In the entries below, count every line with the string "buffer". State the count and nothing else.

*** Data for review ***

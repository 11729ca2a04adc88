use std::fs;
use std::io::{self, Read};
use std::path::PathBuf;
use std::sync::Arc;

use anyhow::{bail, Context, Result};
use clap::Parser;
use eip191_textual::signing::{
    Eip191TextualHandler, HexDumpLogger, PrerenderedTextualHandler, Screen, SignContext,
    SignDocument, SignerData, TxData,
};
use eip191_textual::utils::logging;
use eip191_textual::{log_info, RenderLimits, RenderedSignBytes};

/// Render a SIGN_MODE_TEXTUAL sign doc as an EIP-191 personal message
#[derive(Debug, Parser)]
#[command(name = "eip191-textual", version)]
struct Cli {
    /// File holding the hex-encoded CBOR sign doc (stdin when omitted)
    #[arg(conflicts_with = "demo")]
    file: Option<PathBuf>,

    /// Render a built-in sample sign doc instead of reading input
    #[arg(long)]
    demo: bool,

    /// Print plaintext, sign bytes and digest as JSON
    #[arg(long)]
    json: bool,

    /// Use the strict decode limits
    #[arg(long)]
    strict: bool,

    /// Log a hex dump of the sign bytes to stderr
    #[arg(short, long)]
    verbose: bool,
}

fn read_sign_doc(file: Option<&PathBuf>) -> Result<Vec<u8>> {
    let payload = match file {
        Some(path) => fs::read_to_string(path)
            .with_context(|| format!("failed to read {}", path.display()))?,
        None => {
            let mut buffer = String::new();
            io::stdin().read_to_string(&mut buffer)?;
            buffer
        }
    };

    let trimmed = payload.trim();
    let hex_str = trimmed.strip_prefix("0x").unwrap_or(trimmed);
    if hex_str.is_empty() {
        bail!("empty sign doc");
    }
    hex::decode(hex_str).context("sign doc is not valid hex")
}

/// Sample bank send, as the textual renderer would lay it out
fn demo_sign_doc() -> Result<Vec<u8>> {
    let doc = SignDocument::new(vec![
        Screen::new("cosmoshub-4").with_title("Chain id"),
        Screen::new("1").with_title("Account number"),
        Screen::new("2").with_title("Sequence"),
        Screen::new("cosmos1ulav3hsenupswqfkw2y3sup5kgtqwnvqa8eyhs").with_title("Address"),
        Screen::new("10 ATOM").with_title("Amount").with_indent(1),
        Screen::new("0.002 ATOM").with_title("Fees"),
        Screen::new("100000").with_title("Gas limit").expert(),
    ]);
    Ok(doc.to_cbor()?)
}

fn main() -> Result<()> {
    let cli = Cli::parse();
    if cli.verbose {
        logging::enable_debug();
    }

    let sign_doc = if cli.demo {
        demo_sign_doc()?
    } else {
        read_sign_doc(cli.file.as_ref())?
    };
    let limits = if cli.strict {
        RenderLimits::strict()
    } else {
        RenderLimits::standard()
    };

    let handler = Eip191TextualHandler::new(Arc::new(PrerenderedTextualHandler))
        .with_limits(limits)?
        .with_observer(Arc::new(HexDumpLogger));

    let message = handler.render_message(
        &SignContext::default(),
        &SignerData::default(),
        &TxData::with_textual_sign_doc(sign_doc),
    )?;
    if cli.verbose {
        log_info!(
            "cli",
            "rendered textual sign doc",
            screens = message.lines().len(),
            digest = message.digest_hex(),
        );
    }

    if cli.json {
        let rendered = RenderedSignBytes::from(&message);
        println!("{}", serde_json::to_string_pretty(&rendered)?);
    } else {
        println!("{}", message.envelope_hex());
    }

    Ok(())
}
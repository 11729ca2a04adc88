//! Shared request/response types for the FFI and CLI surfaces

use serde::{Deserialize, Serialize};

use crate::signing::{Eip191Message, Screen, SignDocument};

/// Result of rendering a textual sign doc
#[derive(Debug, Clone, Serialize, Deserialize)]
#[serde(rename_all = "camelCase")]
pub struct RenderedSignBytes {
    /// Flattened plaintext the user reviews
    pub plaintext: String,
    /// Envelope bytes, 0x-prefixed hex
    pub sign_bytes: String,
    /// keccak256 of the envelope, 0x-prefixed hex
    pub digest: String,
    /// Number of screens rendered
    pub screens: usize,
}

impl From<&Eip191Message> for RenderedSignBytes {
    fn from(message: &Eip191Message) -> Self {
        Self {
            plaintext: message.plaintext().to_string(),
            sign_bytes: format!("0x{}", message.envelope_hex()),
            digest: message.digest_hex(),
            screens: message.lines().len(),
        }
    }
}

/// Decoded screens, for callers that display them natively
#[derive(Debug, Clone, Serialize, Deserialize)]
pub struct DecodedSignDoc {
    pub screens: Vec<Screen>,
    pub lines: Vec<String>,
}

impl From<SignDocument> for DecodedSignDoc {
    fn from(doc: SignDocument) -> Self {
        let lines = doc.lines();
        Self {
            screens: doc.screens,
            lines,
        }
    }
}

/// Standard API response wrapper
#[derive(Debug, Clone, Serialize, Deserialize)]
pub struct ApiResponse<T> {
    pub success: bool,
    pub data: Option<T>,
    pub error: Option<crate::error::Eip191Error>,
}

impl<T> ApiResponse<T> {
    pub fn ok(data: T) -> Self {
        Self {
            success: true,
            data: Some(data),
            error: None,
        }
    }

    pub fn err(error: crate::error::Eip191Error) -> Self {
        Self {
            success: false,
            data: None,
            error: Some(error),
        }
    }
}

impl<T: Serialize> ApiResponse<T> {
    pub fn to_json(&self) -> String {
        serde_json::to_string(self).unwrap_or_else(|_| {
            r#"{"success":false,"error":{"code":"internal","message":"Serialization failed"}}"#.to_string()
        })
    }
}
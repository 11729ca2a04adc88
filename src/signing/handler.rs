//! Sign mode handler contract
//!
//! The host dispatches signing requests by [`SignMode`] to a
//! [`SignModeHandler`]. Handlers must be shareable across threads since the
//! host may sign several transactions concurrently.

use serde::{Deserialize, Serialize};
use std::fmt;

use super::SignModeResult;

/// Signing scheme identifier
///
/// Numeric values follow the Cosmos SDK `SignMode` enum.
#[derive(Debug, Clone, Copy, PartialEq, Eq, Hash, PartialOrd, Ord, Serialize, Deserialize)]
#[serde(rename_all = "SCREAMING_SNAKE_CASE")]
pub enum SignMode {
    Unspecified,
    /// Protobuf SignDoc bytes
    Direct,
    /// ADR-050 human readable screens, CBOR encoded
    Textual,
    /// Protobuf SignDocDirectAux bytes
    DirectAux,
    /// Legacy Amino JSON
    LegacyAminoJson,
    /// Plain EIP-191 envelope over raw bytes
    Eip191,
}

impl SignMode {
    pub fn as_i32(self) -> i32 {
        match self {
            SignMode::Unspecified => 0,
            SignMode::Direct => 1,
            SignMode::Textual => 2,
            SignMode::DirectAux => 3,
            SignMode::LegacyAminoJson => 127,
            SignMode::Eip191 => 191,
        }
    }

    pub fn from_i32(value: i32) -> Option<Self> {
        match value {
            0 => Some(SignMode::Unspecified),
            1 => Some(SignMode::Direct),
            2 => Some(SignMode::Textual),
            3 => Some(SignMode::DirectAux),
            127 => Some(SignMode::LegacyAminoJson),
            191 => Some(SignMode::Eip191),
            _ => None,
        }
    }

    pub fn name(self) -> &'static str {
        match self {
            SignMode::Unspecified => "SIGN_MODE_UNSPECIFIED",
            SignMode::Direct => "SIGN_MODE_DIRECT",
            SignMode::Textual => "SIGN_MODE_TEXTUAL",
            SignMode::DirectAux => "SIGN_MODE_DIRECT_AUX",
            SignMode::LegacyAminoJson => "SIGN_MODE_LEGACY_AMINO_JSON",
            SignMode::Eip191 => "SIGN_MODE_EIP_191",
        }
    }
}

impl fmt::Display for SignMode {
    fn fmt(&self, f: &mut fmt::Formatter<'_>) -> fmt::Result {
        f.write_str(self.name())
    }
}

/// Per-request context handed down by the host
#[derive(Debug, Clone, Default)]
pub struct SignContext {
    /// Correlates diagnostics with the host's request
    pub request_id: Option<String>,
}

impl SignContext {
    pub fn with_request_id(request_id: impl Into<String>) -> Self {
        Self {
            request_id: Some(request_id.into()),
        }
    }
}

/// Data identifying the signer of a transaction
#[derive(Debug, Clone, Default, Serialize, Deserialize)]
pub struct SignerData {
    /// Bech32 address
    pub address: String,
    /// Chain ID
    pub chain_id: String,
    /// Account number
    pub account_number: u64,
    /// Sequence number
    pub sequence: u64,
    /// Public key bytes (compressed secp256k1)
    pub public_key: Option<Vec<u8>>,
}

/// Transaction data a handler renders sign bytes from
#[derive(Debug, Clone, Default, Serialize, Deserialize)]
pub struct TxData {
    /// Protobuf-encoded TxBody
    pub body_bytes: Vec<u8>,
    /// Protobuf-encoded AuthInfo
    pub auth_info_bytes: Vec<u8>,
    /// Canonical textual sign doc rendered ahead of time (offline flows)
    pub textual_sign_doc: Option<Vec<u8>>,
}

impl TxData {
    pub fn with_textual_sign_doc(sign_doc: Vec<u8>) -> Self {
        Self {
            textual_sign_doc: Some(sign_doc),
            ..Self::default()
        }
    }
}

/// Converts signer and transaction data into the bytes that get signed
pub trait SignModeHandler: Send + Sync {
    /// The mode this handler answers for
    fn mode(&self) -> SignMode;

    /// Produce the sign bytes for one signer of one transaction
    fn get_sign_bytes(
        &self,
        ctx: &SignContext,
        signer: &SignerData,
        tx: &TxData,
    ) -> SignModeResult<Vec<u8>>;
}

*** End of Data for review ***

→ Problem solution
3